Un poco meditado discurso de Truman. Truman habla
La Si 19/06/48 p. 3

 Es general la baja calidad de los discursos políticos en la historia de la elocuencia. Desde las arengas sobre La  Corona de Demóstenes, que hay que haber leído y no solo de enterarse de su crítica, hasta los de Cicerón, sobre los cuales se está ya formando una atmósfera nueva; desde los discursos de Castelar, bellas pompas de jabón, endebles y vacías, hasta las engañosas palabras de Churchill, sin punto de apoyo ni en una técnica ni en unos cimientos morales, uno se ha formado una pobre opinión, no solo de los discursantes políticos, sino también de los oyentes, conmovidos por arengas más que vacías.  
 Sin embargo hay maneras y maneras.

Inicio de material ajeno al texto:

//! Leadership pinning facade for machine agents.
//!
//! A machine agent pins leadership of every application with units on its machine,
//! e.g. for the time of an upgrade, so leadership can't move while the agent is busy,
//! and unpins it afterwards.

use crate::{Error, Result, names::Tag};
use serde::{Deserialize, Serialize};
use tracing::{debug, warn};

/// Machine hosting application units.
pub trait LeadershipMachine {
    /// Names of the applications with units on the machine.
    fn application_names(&self) -> Result<Vec<String>>;
}

/// State lookups the facade needs.
pub trait LeadershipPinningBackend {
    fn machine(&self, id: &str) -> Result<Box<dyn LeadershipMachine>>;
}

/// Pins and unpins application leadership on behalf of an entity.
///
/// Both operations must be idempotent.
pub trait Pinner {
    fn pin_leadership(&self, application: &str, entity: &Tag) -> Result<()>;
    fn unpin_leadership(&self, application: &str, entity: &Tag) -> Result<()>;
}

/// Identity of the authenticated caller.
pub trait Authorizer {
    /// Is the caller a machine agent.
    fn auth_machine_agent(&self) -> bool;
    /// Tag of the caller.
    fn auth_tag(&self) -> Tag;
}

/// Error in the form it's returned to a remote caller.
#[derive(Debug, Clone, PartialEq, Eq, Serialize, Deserialize)]
pub struct ServerError {
    pub message: String,
}

impl From<&Error> for ServerError {
    fn from(value: &Error) -> Self {
        Self {
            message: value.to_string(),
        }
    }
}

/// Outcome of pinning or unpinning of a single application.
#[derive(Debug, Clone, PartialEq, Eq, Serialize, Deserialize)]
#[serde(rename_all = "kebab-case")]
pub struct PinApplicationResult {
    pub application_tag: String,
    #[serde(default, skip_serializing_if = "Option::is_none")]
    pub error: Option<ServerError>,
}

/// Bulk outcome of pinning or unpinning.
#[derive(Debug, Clone, Default, PartialEq, Eq, Serialize, Deserialize)]
pub struct PinApplicationsResults {
    pub results: Vec<PinApplicationResult>,
}

/// Leadership pinning API for the authenticated machine agent.
pub struct LeadershipPinningApi<B, P, A> {
    backend: B,
    pinner: P,
    authorizer: A,
}

impl<B, P, A> LeadershipPinningApi<B, P, A>
where
    B: LeadershipPinningBackend,
    P: Pinner,
    A: Authorizer,
{
    pub fn new(backend: B, pinner: P, authorizer: A) -> Self {
        Self {
            backend,
            pinner,
            authorizer,
        }
    }

    /// Pin leadership of applications with units on the caller's machine.
    pub fn pin_machine_applications(&self) -> Result<PinApplicationsResults> {
        if !self.authorizer.auth_machine_agent() {
            return Err(Error::PermissionDenied);
        }
        self.machine_apps_op(|app, tag| self.pinner.pin_leadership(app, tag))
    }

    /// Unpin leadership of applications with units on the caller's machine.
    pub fn unpin_machine_applications(&self) -> Result<PinApplicationsResults> {
        if !self.authorizer.auth_machine_agent() {
            return Err(Error::PermissionDenied);
        }
        self.machine_apps_op(|app, tag| self.pinner.unpin_leadership(app, tag))
    }

    /// Apply `op` to every application on the caller's machine, collecting individual failures.
    /// The caller must be authorized already.
    fn machine_apps_op<F>(&self, op: F) -> Result<PinApplicationsResults>
    where
        F: Fn(&str, &Tag) -> Result<()>,
    {
        let tag = self.authorizer.auth_tag();
        let apps = self.backend.machine(tag.id())?.application_names()?;
        debug!(%tag, ?apps, "applying leadership pinning operation");

        let results = apps
            .iter()
            .map(|app| {
                let error = op(app.as_str(), &tag).err().map(|err| {
                    warn!(
                        %tag, application = %app, error = %err,
                        "leadership pinning operation failed"
                    );
                    ServerError::from(&err)
                });

                PinApplicationResult {
                    application_tag: Tag::application(app.as_str()).to_string(),
                    error,
                }
            })
            .collect();

        Ok(PinApplicationsResults { results })
    }
}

Y aún hay clase, camarada, como decía el sargento del cuento.
 Esto es lo que piensa uno que lee el discurso último de Mr. Truman. Al tomarle el peso, uno se afirma en que todo es relativo en el mundo. Y no puede menos de afirmar que una vaciedad tal de declaraciones es difícil leerlas ni aún en la decadencia política de otras épocas.
 No es posible pasar por todos los párrafos de este discurso, en el cual hay tantos puntos que criticar como párrafos. Solo nos interesa ahora ver o bien la subversión cerebral del orador, o bien la falta de sentido común creyendo que los oyentes o lectores todos están faltos de sentido común.
 Habla él, por ejemplo, de la acción rusa. Y pide que, para demostrar su buena fe, abandone en Grecia la defensa de los comunistas, y abandone también Corea.
 En Grecia no hay tropas rusas, sino norteamericanas, y el dinero militar es norteamericano, y los Estados Mayores, que tantos crímenes avaloran allá, son norteamericanos. Hasta los países más insensibles han protestado de las matanzas antijurídicas que está realizando aquel gobierno Quisling, es decir, los norteamericanos que son base de los tribunales militares y de aquellos problemas. Y en este caso insistir en que los rusos abandonen Grecia, o un sector griego, es cosa de reírse, si no fuese de llorarse.   
 Corea. Asia a la vista. Perdida la ilusión de que América se preste a ser colonia del nuevo imperio norteamericano, China, el Japón y su intermedia Corea han pasado a ser objeto del ansia norteamericana ¿Por qué no abandonan Corea los rusos, dejándola entera en nuestras manos?¿Hay una actividad más abusiva, más dictatorial, más tiránica que la del general norteamericano en el Japón, vecino de Corea? Cuando los que han de irse son, entre otros, los norteamericanos, viene Mr. Truman y pide en serio que se vayan los rusos, dejando el campo libre al imperialismo norteamericano.
 Parece imposible que uno diga tales tonterías, y que las diga a los cuatro vientos, como si dijese algo lógico que vale la pena de ser oído. Aceptamos que el discurso no iba a decir verdades, sino a acoplar votantes. Pero en todo hay un límite, o, al menos, debe haberlo.

Bibliografía
Milhollen, Hirst y Kaplan, Milton: Presidents on Parade. Nueva York
La SI 19/06/48 p. 3

 Los autores citados anuncian una obra que, según el prospecto, será otro Santoral laico enalteciendo sin medida a los Presidentes norteamericanos.
 Ha pasado ya la hora en que cuatro crédulos de Hispano América creían en la infalibilidad de esos señores, que han resultado en la práctica politicastros como los de nuestros países. Una crítica imparcial los reduce ahora a una categoría a veces inferior a la de los nuestros. El otro día hacíamos un juicio sobre la obra de Parrington (a), que ha abierto una historia decente sobre sus políticos, y que no respeta las fábulas y los mitos de que gente fanática ha rodeado figuras como las de Washington, Lincoln, Wilson o Roosevelt.
 Aquí hemos abierto ya los ojos, y estamos ya midiendo a los Presidentes norteamericanos con el mismo rasero con que medimos a los nuestros. La adoración incondicional  y de tipo mesiánico ha acabado ya.